Expectations High for Kean Among New Jersey Republicans

The pressure is on Republican Tom Kean Jr., in Tuesday's New Jersey primary. Not to just win, as is widely expected, but to win big.

The Senate candidate and namesake son of the popular former governor figured he had a clear path to the nomination. But some conservatives decided they did not like Kean's support for abortion rights and embryonic stem-cell research.

So they put forth their own candidate, John Ginty.

Analysts say if Kean's scores anything short of a romp over Ginty in Tuesday's primary, it will signal problems in the Republican's bid to defeat Democratic Sen. Bob Menendez. New Jersey has not elected a Republican to the Senate since 1972 and Kean is seen as the party's best hope in years.

"I think it's important that the person who holds one of the most revered names in Republican politics in New Jersey comes forth with a substantial primary victory," said Clay Richards, assistant director of Quinnipiac University's Polling Institute. "He has to prove that he can do it on his own and not just on his name, and the primary will be a good test of that."

David Rebovich, director of the Rider Institute for New Jersey Politics, said if Ginty manages to get the majority of the conservative vote — 30 percent to 35 percent of the state's registered Republicans — Kean will have to figure out how to reach out to that base in November.
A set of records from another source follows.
use std::env;
use std::fs;
use std::path::{Path, PathBuf};
use std::time::Duration;

use catalog::{EmptyIndexPolicy, IndexOptions};
use serde::{Deserialize, Serialize};

pub const CONFIG_VERSION: u32 = 1;

const DEFAULT_PORT: u16 = 3000;
const DEFAULT_SESSION_TTL_SECS: u64 = 60 * 60 * 24 * 7;

#[derive(Clone, Debug, Serialize, Deserialize)]
#[serde(default)]
pub struct ServerConfig {
    pub version: u32,
    /// Directory holding the mounted drives. Empty means "not configured".
    pub media_root: String,
    pub virtual_prefix: String,
    pub index_path: String,
    pub port: u16,
    pub session_ttl_secs: u64,
    pub persist_sessions: bool,
    pub registration_enabled: bool,
    /// 0 disables the walk deadline.
    pub refresh_timeout_secs: u64,
    pub follow_links: bool,
    pub empty_index_policy: EmptyIndexPolicy,
    pub refresh_on_start: bool,
}

impl Default for ServerConfig {
    fn default() -> Self {
        Self {
            version: CONFIG_VERSION,
            media_root: "".to_string(),
            virtual_prefix: "/usb".to_string(),
            index_path: "catalog.redb".to_string(),
            port: DEFAULT_PORT,
            session_ttl_secs: DEFAULT_SESSION_TTL_SECS,
            persist_sessions: false,
            registration_enabled: true,
            refresh_timeout_secs: 0,
            follow_links: false,
            empty_index_policy: EmptyIndexPolicy::Replace,
            refresh_on_start: false,
        }
    }
}

impl ServerConfig {
    pub fn session_ttl(&self) -> Duration {
        if self.session_ttl_secs == 0 {
            Duration::from_secs(DEFAULT_SESSION_TTL_SECS)
        } else {
            Duration::from_secs(self.session_ttl_secs)
        }
    }

    pub fn index_options(&self) -> IndexOptions {
        let timeout = match self.refresh_timeout_secs {
            0 => None,
            secs => Some(Duration::from_secs(secs)),
        };
        IndexOptions {
            virtual_prefix: self.virtual_prefix.clone(),
            follow_links: self.follow_links,
            timeout,
        }
    }
}

#[derive(Debug)]
pub enum ConfigError {
    Io(std::io::Error),
    Yaml(serde_yaml::Error),
}

impl std::fmt::Display for ConfigError {
    fn fmt(&self, f: &mut std::fmt::Formatter<'_>) -> std::fmt::Result {
        match self {
            ConfigError::Io(err) => write!(f, "io error: {}", err),
            ConfigError::Yaml(err) => write!(f, "yaml error: {}", err),
        }
    }
}

impl std::error::Error for ConfigError {}

impl From<std::io::Error> for ConfigError {
    fn from(err: std::io::Error) -> Self {
        ConfigError::Io(err)
    }
}

impl From<serde_yaml::Error> for ConfigError {
    fn from(err: serde_yaml::Error) -> Self {
        ConfigError::Yaml(err)
    }
}

pub fn config_path_from_env() -> PathBuf {
    match env::var("NASBOARD_CONFIG") {
        Ok(value) if !value.trim().is_empty() => PathBuf::from(value),
        _ => default_config_path(),
    }
}

fn default_config_path() -> PathBuf {
    match env::current_exe() {
        Ok(exe) => exe
            .parent()
            .map(|dir| dir.join("config.yaml"))
            .unwrap_or_else(|| PathBuf::from("config.yaml")),
        Err(_) => PathBuf::from("config.yaml"),
    }
}

/// Reads the config file, writing a default one first when it is missing.
/// The flag is true when the file was just created.
pub fn load_or_create_config(path: &Path) -> Result<(ServerConfig, bool), ConfigError> {
    if path.exists() {
        let contents = fs::read_to_string(path)?;
        let mut config: ServerConfig = serde_yaml::from_str(&contents)?;
        if config.version < CONFIG_VERSION {
            config.version = CONFIG_VERSION;
        }
        if config.port == 0 {
            config.port = DEFAULT_PORT;
        }
        if config.index_path.trim().is_empty() {
            config.index_path = "catalog.redb".to_string();
        }
        if config.virtual_prefix.trim().is_empty() {
            config.virtual_prefix = "/usb".to_string();
        }
        return Ok((config, false));
    }

    let config = ServerConfig::default();
    save_config(path, &config)?;
    Ok((config, true))
}

pub fn save_config(path: &Path, config: &ServerConfig) -> Result<(), ConfigError> {
    if let Some(parent) = path.parent() {
        if !parent.as_os_str().is_empty() {
            fs::create_dir_all(parent)?;
        }
    }
    let contents = serde_yaml::to_string(config)?;
    fs::write(path, contents)?;
    Ok(())
}

/// Relative values resolve against the directory holding the config file.
pub fn resolve_path(config_path: &Path, value: &str) -> PathBuf {
    let raw = PathBuf::from(value);
    if raw.is_absolute() {
        return raw;
    }
    let base = config_path
        .parent()
        .filter(|p| !p.as_os_str().is_empty())
        .unwrap_or_else(|| Path::new("."));
    base.join(raw)
}

pub fn resolve_media_root(config_path: &Path, value: &str) -> Option<PathBuf> {
    let trimmed = value.trim();
    if trimmed.is_empty() {
        None
    } else {
        Some(resolve_path(config_path, trimmed))
    }
}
Menendez was appointed in January by Gov. Jon Corzine to serve out the remaining year of Corzine's Senate term. Menendez holds a slight edge in polls and a huge lead in fundraising, with more than $6 million cash on hand to Kean's $2 million.

For Kean to keep the general election competitive, Rebovich said he will need support from 90 percent or more of the state's registered Republicans, while also appealing to New Jersey's large bloc of unaffiliated voters who tend to lean Democratic.

As Kean's campaign focuses on Menendez, Ginty is coming after Kean and courting GOP voters across the state. Rebovich said Ginty campaign signs have been seen in the Trenton area, far from Ginty's home base in northern New Jersey.

"I think I have a better chance to win than a lot of people suspect, and I'm looking forward to a good performance on Tuesday," Ginty said.

Menendez's primary task is simpler but important: getting his name known to voters outside his former congressional district base in northern New Jersey. Menendez, a congressmen for 14 years, faces James D. Kelly Jr., who lives in a group home for the mentally ill.

Menendez probably will do well in New Jersey's 13th Congressional District, the area he served as a congressman. That primary race features two elections — one for the full two-year term that begins in January and the other for the last two months of the unexpired term which begins in November.

There are two Democratic candidates — Albio Sires and Joseph Vas, both mayors and state assemblymen — vying for the unexpired term in the primary. The winner will face Republican John Guarini in November; Guarini is running unopposed on Tuesday.

Sires filed to run for the unexpired term, but Vas did not. Sires' opponent for this election is James Geron. Corzine opted to hold the election for the unexpired term on primary day to save expenses.